The transformation and development of Imperial in recent years has been directed at value creation through strategic clarity, managerial focus and shareholder insight. The first is being achieved through portfolio rationalisation, the second through organisation structure and the third through disclosure.
- Imperial produced solid results and an improvement in all key financial metrics in the six months to 31 December 2017, supported by acquisitions, increased vehicle sales in Motus and a good performance from Imperial Logistics, particularly in South Africa.
- Excluding current and prior period acquisitions and disposals, total revenue for the group increased by 5% and operating profit remained stable.
- Operating margin declined from 4,9% to 4,6%, resulting from a reduction in luxury vehicle brands in favour of smaller lower margin entry level vehicles and the acquisition by Motus of the lower margin Pentagon (UK) and SWT (Australia) businesses.
- Foreign revenue increased 20% to R30,7 billion (46% of group revenue) and foreign operating profit increased 4% to R1,1 billion (35% of group operating profit).

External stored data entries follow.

use std::collections::{BTreeMap, HashMap};

/// Campaign parameters copied into every lead
pub const UTM_KEYS: [&str; 5] = [
    "utm_source",
    "utm_medium",
    "utm_campaign",
    "utm_content",
    "utm_term",
];

/// Attribution map: non-empty UTM values plus the referrer (always present)
pub fn capture_utm(query: &HashMap<String, String>, referrer: Option<&str>) -> BTreeMap<String, String> {
    let mut out: BTreeMap<String, String> = UTM_KEYS
        .iter()
        .filter_map(|key| {
            query
                .get(*key)
                .filter(|value| !value.is_empty())
                .map(|value| (key.to_string(), value.clone()))
        })
        .collect();
    out.insert("referrer".to_string(), referrer.unwrap_or_default().to_string());
    out
}

#[cfg(test)]
mod tests {
    use super::*;

    #[test]
    fn test_captures_known_keys_verbatim() {
        let query: HashMap<String, String> = [
            ("utm_source", "yandex"),
            ("utm_campaign", "Печать 3D"),
            ("utm_term", ""),
            ("gclid", "abc"),
        ]
        .into_iter()
        .map(|(k, v)| (k.to_string(), v.to_string()))
        .collect();

        let utm = capture_utm(&query, Some("https://ya.ru/"));
        assert_eq!(utm.len(), 3);
        assert_eq!(utm["utm_source"], "yandex");
        assert_eq!(utm["utm_campaign"], "Печать 3D");
        assert_eq!(utm["referrer"], "https://ya.ru/");
        assert!(!utm.contains_key("utm_term"));
        assert!(!utm.contains_key("gclid"));
    }

    #[test]
    fn test_referrer_defaults_to_empty() {
        let utm = capture_utm(&HashMap::new(), None);
        assert_eq!(utm.len(), 1);
        assert_eq!(utm["referrer"], "");
    }
}
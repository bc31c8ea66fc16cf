use chrono::{DateTime, Utc};
use serde::{Deserialize, Serialize};

/// Printable material as offered on the site
#[derive(Debug, Clone, PartialEq, Serialize, Deserialize)]
pub struct Material {
    pub name: String,
    pub tech: String,
    pub tag: String,
    pub multiplier: f64,
}

impl Material {
    pub fn new(name: &str, tech: &str, tag: &str, multiplier: f64) -> Self {
        Self {
            name: name.to_string(),
            tech: tech.to_string(),
            tag: tag.to_string(),
            multiplier,
        }
    }
}

/// Where the current material list came from
#[derive(Debug, Clone, Copy, PartialEq, Eq, Serialize, Deserialize)]
#[serde(rename_all = "snake_case")]
pub enum CatalogSource {
    Feed,
    Fallback,
}

impl CatalogSource {
    pub fn as_str(&self) -> &'static str {
        match self {
            Self::Feed => "feed",
            Self::Fallback => "fallback",
        }
    }
}

/// Immutable result of one fetch cycle
#[derive(Debug, Clone, Serialize)]
pub struct CatalogSnapshot {
    pub materials: Vec<Material>,
    pub source: CatalogSource,
    pub loaded_at: DateTime<Utc>,
}

impl CatalogSnapshot {
    pub fn new(materials: Vec<Material>, source: CatalogSource) -> Self {
        Self {
            materials,
            source,
            loaded_at: Utc::now(),
        }
    }

    /// Fallback snapshot, used before the first refresh completes
    pub fn fallback() -> Self {
        Self::new(fallback_materials(), CatalogSource::Fallback)
    }

    /// Find a material by its exact display name
    pub fn find(&self, name: &str) -> Option<&Material> {
        self.materials.iter().find(|m| m.name == name)
    }
}

/// Fixed list shown when the spreadsheet is unavailable or empty
pub fn fallback_materials() -> Vec<Material> {
    vec![
        Material::new("PETG", "FFF", "визуал/декор", 1.0),
        Material::new("ASA", "FFF", "удар и улица", 1.2),
        Material::new("PA+CF", "FFF", "прочность/жёсткость", 2.1),
        Material::new("TPU 95A", "FFF", "эластомер", 1.6),
        Material::new("Resin Tough", "SLA", "смола", 1.8),
    ]
}
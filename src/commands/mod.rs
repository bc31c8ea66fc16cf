//! Command implementations for the CLI
//!
//! - start: Start the site backend
//! - test: Test configuration validity
//! - config: Configuration display and validation
//! - materials: Print the material catalog
//! - estimate: Price a print from the command line

pub mod config;
pub mod estimate;
pub mod materials;
pub mod start;
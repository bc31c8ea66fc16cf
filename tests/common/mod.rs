#![allow(dead_code)]

use std::time::Duration;

use wiremock::{
    matchers::{method, path},
    Mock, MockServer, Request, ResponseTemplate,
};

/// Sheet export with a duplicate row, a decimal comma and a missing multiplier
pub const SHEET_CSV: &str = "Бренд,Серия,Материал,Технология,Назначение,Коэф\r\n\
Bambu,,PETG,FFF,\"визуал, декор\",\"1,0\"\r\n\
Esun,,PA-CF,FFF,прочность,\r\n\
Formlabs,Tough,Resin,SLA,смола,\"1,8\"\r\n\
,,,,,\r\n\
Bambu,,PETG,FFF,дубль,3\r\n";

pub const SHEET_PATH: &str = "/sheet.csv";
pub const LEAD_PATH: &str = "/api/amo/lead";

/// Spreadsheet mock answering with `status` and `body`
pub async fn setup_sheet_mock(status: u16, body: &str) -> MockServer {
    let mock_server = MockServer::start().await;

    Mock::given(method("GET"))
        .and(path(SHEET_PATH))
        .respond_with(ResponseTemplate::new(status).set_body_raw(body.to_string(), "text/csv"))
        .mount(&mock_server)
        .await;

    mock_server
}

/// CRM mock accepting every lead with `status`
pub async fn setup_crm_mock(status: u16) -> MockServer {
    let mock_server = MockServer::start().await;

    Mock::given(method("POST"))
        .and(path(LEAD_PATH))
        .respond_with(ResponseTemplate::new(status).set_body_json(serde_json::json!({ "ok": true })))
        .mount(&mock_server)
        .await;

    mock_server
}

/// Wait for fire-and-forget submissions to reach the mock
pub async fn wait_for_requests(server: &MockServer, expected: usize) -> Vec<Request> {
    for _ in 0..50 {
        let received = server.received_requests().await.unwrap_or_default();
        if received.len() >= expected {
            return received;
        }
        tokio::time::sleep(Duration::from_millis(20)).await;
    }
    server.received_requests().await.unwrap_or_default()
}
use std::time::Duration;

use tracing::{debug, info};

use crate::catalog::csv::{parse_csv, CsvRow};
use crate::error::AppError;

/// Build the HTTP client used for the spreadsheet feed.
///
/// No timeout unless one is configured.
pub fn build_feed_client(timeout: Option<Duration>) -> Result<reqwest::Client, AppError> {
    let mut builder = reqwest::Client::builder();
    if let Some(timeout) = timeout {
        builder = builder.timeout(timeout);
    }
    builder
        .build()
        .map_err(|e| AppError::ConfigError(format!("Failed to build HTTP client: {}", e)))
}

/// Download the CSV export of the materials sheet
pub async fn download_csv(client: &reqwest::Client, url: &str) -> Result<String, AppError> {
    info!("Downloading materials sheet from: {}", url);

    let response = client.get(url).send().await?;

    if !response.status().is_success() {
        return Err(AppError::UpstreamError {
            status: response.status(),
            message: "Failed to download materials".to_string(),
        });
    }

    let content = response
        .text()
        .await
        .map_err(|e| AppError::InternalError(format!("Failed to read response: {}", e)))?;

    debug!("Downloaded {} bytes of CSV", content.len());
    Ok(content)
}

/// Fetch and parse the sheet; an empty URL means "no feed configured"
pub async fn fetch_rows(client: &reqwest::Client, url: &str) -> Result<Vec<CsvRow>, AppError> {
    if url.trim().is_empty() {
        return Ok(Vec::new());
    }
    let content = download_csv(client, url).await?;
    Ok(parse_csv(&content))
}
pub mod estimate;
pub mod health;
pub mod leads;
pub mod materials;
pub mod metrics_handler;
pub mod phone;
pub mod site;

use std::sync::Arc;

use crate::catalog::MaterialCatalog;
use crate::config::{CalculatorConfig, Config};
use crate::error::AppError;
use crate::leads::LeadSubmitter;

/// Shared state for the API handlers
#[derive(Clone)]
pub struct AppState {
    pub config: Arc<Config>,
    pub catalog: Arc<MaterialCatalog>,
    pub submitter: LeadSubmitter,
}

/// Reject volumes outside the calculator slider range
pub(crate) fn check_volume(calc: &CalculatorConfig, volume_cm3: f64) -> Result<(), AppError> {
    if !volume_cm3.is_finite()
        || volume_cm3 < calc.min_volume_cm3
        || volume_cm3 > calc.max_volume_cm3
    {
        return Err(AppError::BadRequest(format!(
            "volume_cm3 must be within [{}, {}], got {}",
            calc.min_volume_cm3, calc.max_volume_cm3, volume_cm3
        )));
    }
    Ok(())
}


#[cfg(test)]
mod tests {
    use super::*;

    #[test]
    fn test_check_volume_bounds() {
        let calc = CalculatorConfig::default();
        assert!(check_volume(&calc, 10.0).is_ok());
        assert!(check_volume(&calc, 2000.0).is_ok());
        assert!(check_volume(&calc, 9.9).is_err());
        assert!(check_volume(&calc, 2000.5).is_err());
        assert!(check_volume(&calc, f64::NAN).is_err());
    }
}
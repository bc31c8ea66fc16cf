use axum::{extract::Query, Json};
use serde::{Deserialize, Serialize};

use crate::leads::{format_phone, is_valid_phone, phone_flag};

#[derive(Debug, Deserialize)]
pub struct PhoneQuery {
    #[serde(default)]
    pub raw: String,
}

#[derive(Debug, Serialize)]
pub struct PhoneResponse {
    pub formatted: String,
    pub valid: bool,
    pub flag: &'static str,
}

/// GET /api/phone/format?raw= - live mask for the phone input
pub async fn format(Query(query): Query<PhoneQuery>) -> Json<PhoneResponse> {
    let formatted = format_phone(&query.raw);
    Json(PhoneResponse {
        valid: is_valid_phone(&formatted),
        flag: phone_flag(&formatted),
        formatted,
    })
}

#[cfg(test)]
mod tests {
    use super::*;

    #[tokio::test]
    async fn test_format_full_number() {
        let Json(response) = format(Query(PhoneQuery {
            raw: "7 916 123 45 67".to_string(),
        }))
        .await;
        assert_eq!(response.formatted, "+7 (916) 123-45-67");
        assert!(response.valid);
        assert_eq!(response.flag, "🇷🇺");
    }

    #[tokio::test]
    async fn test_format_foreign_number() {
        let Json(response) = format(Query(PhoneQuery {
            raw: "89161".to_string(),
        }))
        .await;
        assert_eq!(response.formatted, "+89161");
        assert!(!response.valid);
        assert_eq!(response.flag, "📞");
    }
}
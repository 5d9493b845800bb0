//! Dispatching policies for job ordering.
//!
//! A policy maps a job set to an execution order by scoring each job on a
//! single attribute; the timeline simulator then replays that order on the
//! CPU. Policies never consult arrival times: a job ordered before its
//! arrival is simply delayed by the simulator.
//!
//! # Usage
//!
//! ```
//! use sched_compare::dispatching::{policies, DispatchingPolicy};
//! use sched_compare::models::Job;
//!
//! let jobs = vec![
//!     Job::new("J1", 0.0, 5.0, 10.0, 3.0),
//!     Job::new("J2", 2.0, 3.0, 6.0, 5.0),
//! ];
//! let ordered = policies::Sjf.order(&jobs);
//! assert_eq!(ordered[0].id, "J2");
//! ```
//!
//! # References
//!
//! - Pinedo (2016), "Scheduling: Theory, Algorithms, and Systems", Ch. 4
//! - Haupt (1989), "A Survey of Priority Rule-Based Scheduling"

pub mod policies;

use std::fmt::Debug;

use crate::models::Job;

/// Score returned by a dispatching policy.
///
/// Lower scores = higher priority (scheduled first).
pub type PolicyScore = f64;

/// A greedy ordering policy over a job set.
///
/// # Score Convention
/// **Lower score = scheduled earlier.** Policies that prefer larger
/// attribute values (e.g. weight) negate their score.
///
/// # Tie Policy
/// [`order`](DispatchingPolicy::order) uses a stable sort, so jobs with
/// equal scores keep their relative input order.
pub trait DispatchingPolicy: Send + Sync + Debug {
    /// Display name of the policy (e.g. "Shortest Job First (SJF)").
    fn name(&self) -> &'static str;

    /// Evaluates the ordering score of a job. Lower = earlier.
    fn evaluate(&self, job: &Job) -> PolicyScore;

    /// Returns a newly ordered copy of the job set. The input is never
    /// mutated.
    fn order(&self, jobs: &[Job]) -> Vec<Job> {
        let mut ordered = jobs.to_vec();
        ordered.sort_by(|a, b| {
            self.evaluate(a)
                .partial_cmp(&self.evaluate(b))
                .unwrap_or(std::cmp::Ordering::Equal)
        });
        ordered
    }
}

- Non-vehicle revenue increased 5% to R27,0 billion (41% of group revenue) and operating profit increased 7% to R1,4 billion (45% of group operating profit).
- A full reconciliation from earnings to headline earnings is provided in the group financial performance section. Core earnings is no longer a relevant financial measure and has been discontinued.
- Net working capital of R8,9 billion was in line with June 2017 (R11,1 billion at December 2016).
- Disposals of non-strategic businesses and properties during the six-month period generated proceeds of R693 million (excluding Schirm). Net assets held for sale amounted to approximately R2,5 billion, comprising non-strategic properties, Schirm and Transport Holdings.
- An interim cash dividend of 323 cents per ordinary share has been declared.